Aku menyesap kopiku perlahan lalu menghela nafas panjang. Apa yang ia lakukan sekarang sampai ia membatalkan janji denganku? 

"Permisi nona, kue ini dari pria di sebelah sana,"  ucap salah satu pelayan kafe itu sambil menyerahkan cake berbentuk hati. Romantis, pikirku. Sama seperti awal pertemuanku dan dia. Dia mengirimiku minuman lewat pelayan di sebuah kafe saat aku sedang makan malam bersama teman - temanku. Lalu, dia menyelipkan kartu nama di gelasnya dan aku mencoba menghubunginya untuk mengucapkan terima kasih. Tapi, hubungan itu malah menjadi lebih.

Sampai sekarang, aku tidak tahu apakah dia masih memiliki kekasih atau belum. Atau bahkan dia sudah berkeluarga. Aku takut menanyakannya. Sama seperti aku takut saat tahu aku kembali jatuh cinta kepadanya. Jatuh cinta kepada orang yang ratusan kali melakukan kesalahan, melakukan hal - hal yang kubenci dan menyakiti hatiku. Aku menghela nafas panjang lalu memejamkan mataku. Ya, cinta itu buta. Dan aku percaya.
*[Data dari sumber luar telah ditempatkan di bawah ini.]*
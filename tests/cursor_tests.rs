use std::cmp::Ordering;

use cyclic_buffer::{CircularBuffer, CircularBufferError};

fn full_buffer(items: &[i32]) -> CircularBuffer<i32> {
    CircularBuffer::from(items.to_vec())
}

#[test]
fn test_begin_and_end_of_empty_buffer_coincide() {
    let buffer = CircularBuffer::<i32>::new(3).unwrap();
    assert!(buffer.begin().is_end());
    assert_eq!(buffer.begin(), buffer.end());
    assert_eq!(buffer.begin().get(&buffer), Err(CircularBufferError::EndOfBuffer));
}

#[test]
fn test_walk_forward_and_back() {
    let mut buffer = CircularBuffer::new(4).unwrap();
    buffer.extend(1..=6);

    let mut cursor = buffer.begin();
    let mut seen = Vec::new();
    while !cursor.is_end() {
        seen.push(*cursor.get(&buffer).unwrap());
        cursor = cursor.next(&buffer).unwrap();
    }
    assert_eq!(seen, vec![3, 4, 5, 6]);

    let last = buffer.end().prev(&buffer).unwrap();
    assert_eq!(last.get(&buffer), Ok(&6));
}

#[test]
fn test_stepping_outside_is_rejected() {
    let buffer = full_buffer(&[1, 2, 3]);
    assert_eq!(
        buffer.end().next(&buffer),
        Err(CircularBufferError::CursorOutOfRange {
            index: 3,
            offset: 1,
            length: 3
        })
    );
    assert_eq!(
        buffer.begin().prev(&buffer),
        Err(CircularBufferError::CursorOutOfRange {
            index: 0,
            offset: -1,
            length: 3
        })
    );
    assert!(buffer.begin().offset(&buffer, 4).is_err());
}

#[test]
fn test_offset_and_distance() {
    let mut buffer = CircularBuffer::new(5).unwrap();
    buffer.extend(0..8);
    let begin = buffer.begin();
    let end = buffer.end();

    assert_eq!(begin.distance_to(&end, &buffer), Ok(5));
    assert_eq!(end.distance_to(&begin, &buffer), Ok(-5));

    let third = begin.offset(&buffer, 2).unwrap();
    assert_eq!(third.get(&buffer), Ok(&5));
    assert_eq!(third.offset(&buffer, -2), Ok(begin));
    assert_eq!(third.offset(&buffer, 3), Ok(end));
    assert_eq!(buffer.cursor_at(5), Ok(end));
    assert!(buffer.cursor_at(6).is_err());
}

#[test]
fn test_compare_orders_by_position() {
    let mut buffer = CircularBuffer::new(3).unwrap();
    buffer.extend([1, 2, 3, 4]);
    let begin = buffer.begin();
    let middle = buffer.cursor_at(1).unwrap();
    let end = buffer.end();
    assert_eq!(begin.compare(&middle, &buffer), Ok(Ordering::Less));
    assert_eq!(end.compare(&middle, &buffer), Ok(Ordering::Greater));
    assert_eq!(middle.compare(&middle, &buffer), Ok(Ordering::Equal));
}

#[test]
fn test_get_at_mut_writes_through() {
    let mut buffer = full_buffer(&[1, 2, 3]);
    let middle = buffer.cursor_at(1).unwrap();
    *buffer.get_at_mut(middle).unwrap() = 20;
    assert_eq!(buffer, [1, 20, 3]);
    assert_eq!(
        buffer.get_at_mut(buffer.end()),
        Err(CircularBufferError::EndOfBuffer)
    );
}

#[test]
fn test_swap_invalidates_both_buffers() {
    let mut first = CircularBuffer::filled(10, 0).unwrap();
    let mut second = CircularBuffer::filled(20, 0).unwrap();
    let end = first.end();
    let begin = second.begin();
    assert!(end.is_valid(&first));
    assert!(begin.is_valid(&second));

    first.swap(&mut second);
    assert!(!end.is_valid(&first));
    assert!(!end.is_valid(&second));
    assert!(!begin.is_valid(&first));
    assert!(!begin.is_valid(&second));
}

#[test]
fn test_push_back_on_full_invalidates_only_overwritten_slot() {
    let mut buffer = CircularBuffer::filled(20, 0).unwrap();
    let fourth = buffer.cursor_at(3).unwrap();
    let first = buffer.begin();
    buffer.push_back(1);
    assert!(fourth.is_valid(&buffer));
    assert!(!first.is_valid(&buffer));
    assert_eq!(first.get(&buffer), Err(CircularBufferError::InvalidCursor));
}

#[test]
fn test_push_front_on_full_invalidates_only_overwritten_slot() {
    let mut buffer = full_buffer(&[1, 2, 3, 4, 5]);
    let fourth = buffer.cursor_at(3).unwrap();
    let last = buffer.end().prev(&buffer).unwrap();
    buffer.push_front(7);
    assert!(fourth.is_valid(&buffer));
    assert!(!last.is_valid(&buffer));
    assert_eq!(fourth.index(&buffer), Ok(4));
}

#[test]
fn test_insert_into_full_keeps_untouched_cursors() {
    let mut buffer = full_buffer(&[1, 2, 3, 4, 5]);
    let third = buffer.cursor_at(2).unwrap();
    let first = buffer.begin();
    buffer.insert(buffer.cursor_at(3).unwrap(), 6).unwrap();
    assert!(third.is_valid(&buffer));
    assert!(!first.is_valid(&buffer));
    assert_eq!(third.get(&buffer), Ok(&3));
}

#[test]
fn test_rinsert_into_full_keeps_untouched_cursors() {
    let mut buffer = full_buffer(&[1, 2, 3, 4, 5]);
    let fourth = buffer.cursor_at(3).unwrap();
    let first = buffer.begin();
    buffer.rinsert(buffer.cursor_at(2).unwrap(), 6).unwrap();
    assert!(fourth.is_valid(&buffer));
    assert!(!first.is_valid(&buffer));
    assert_eq!(buffer, [1, 2, 6, 3, 4]);
    assert_eq!(fourth.get(&buffer), Ok(&4));
}

#[test]
fn test_pop_invalidates_only_removed_element() {
    let mut buffer = CircularBuffer::filled(20, 0).unwrap();
    let middle = buffer.cursor_at(5).unwrap();
    let last = buffer.end().prev(&buffer).unwrap();
    buffer.pop_back();
    assert!(middle.is_valid(&buffer));
    assert!(!last.is_valid(&buffer));

    let first = buffer.begin();
    buffer.pop_front();
    assert!(middle.is_valid(&buffer));
    assert!(!first.is_valid(&buffer));
    assert_eq!(middle.index(&buffer), Ok(4));
}

#[test]
fn test_set_capacity_keeps_only_end_cursors() {
    let mut buffer = full_buffer(&[1, 2, 3]);
    let end = buffer.end();
    let first = buffer.begin();
    buffer.set_capacity(10).unwrap();
    assert!(end.is_valid(&buffer));
    assert!(!first.is_valid(&buffer));

    buffer.rset_capacity(2).unwrap();
    assert!(end.is_valid(&buffer));
    assert_eq!(end.index(&buffer), Ok(2));
}

#[test]
fn test_linearize_keeps_only_end_cursors() {
    let mut buffer = CircularBuffer::new(4).unwrap();
    buffer.extend(0..6);
    let end = buffer.end();
    let first = buffer.begin();
    buffer.linearize();
    assert!(end.is_valid(&buffer));
    assert!(!first.is_valid(&buffer));

    // Nothing moves the second time
    let first = buffer.begin();
    buffer.linearize();
    assert!(first.is_valid(&buffer));
}

#[test]
fn test_clear_and_assign_invalidate_end_too() {
    let mut buffer = full_buffer(&[1, 2, 3]);
    let end = buffer.end();
    buffer.clear();
    assert!(!end.is_valid(&buffer));

    let end = buffer.end();
    buffer.assign(2, 5).unwrap();
    assert!(!end.is_valid(&buffer));
}

#[test]
fn test_cursor_of_clone_is_foreign() {
    let buffer = full_buffer(&[1, 2, 3]);
    let copy = buffer.clone();
    let cursor = buffer.begin();
    assert!(!cursor.is_valid(&copy));
    assert_eq!(cursor.index(&copy), Err(CircularBufferError::InvalidCursor));
}

#[test]
fn test_distance_with_stale_cursor_fails() {
    let mut buffer = full_buffer(&[1, 2, 3]);
    let first = buffer.begin();
    buffer.pop_front();
    assert_eq!(
        first.distance_to(&buffer.end(), &buffer),
        Err(CircularBufferError::InvalidCursor)
    );
}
Tapi,  haruskah aku membuka mataku untuk orang lain yang bisa lebih baik darinya dan lebih menerimaku, memperlakukanku seperti aku satu - satunya hal berharga dalam hidupnya?

"Permisi," aku mendongakkan kepalaku, menatap pria yang menurutku seumuran denganku dan kemudian dia tersenyum manis kepadaku. Aku yakin dia pria yang mengirimkan kue itu kepadaku.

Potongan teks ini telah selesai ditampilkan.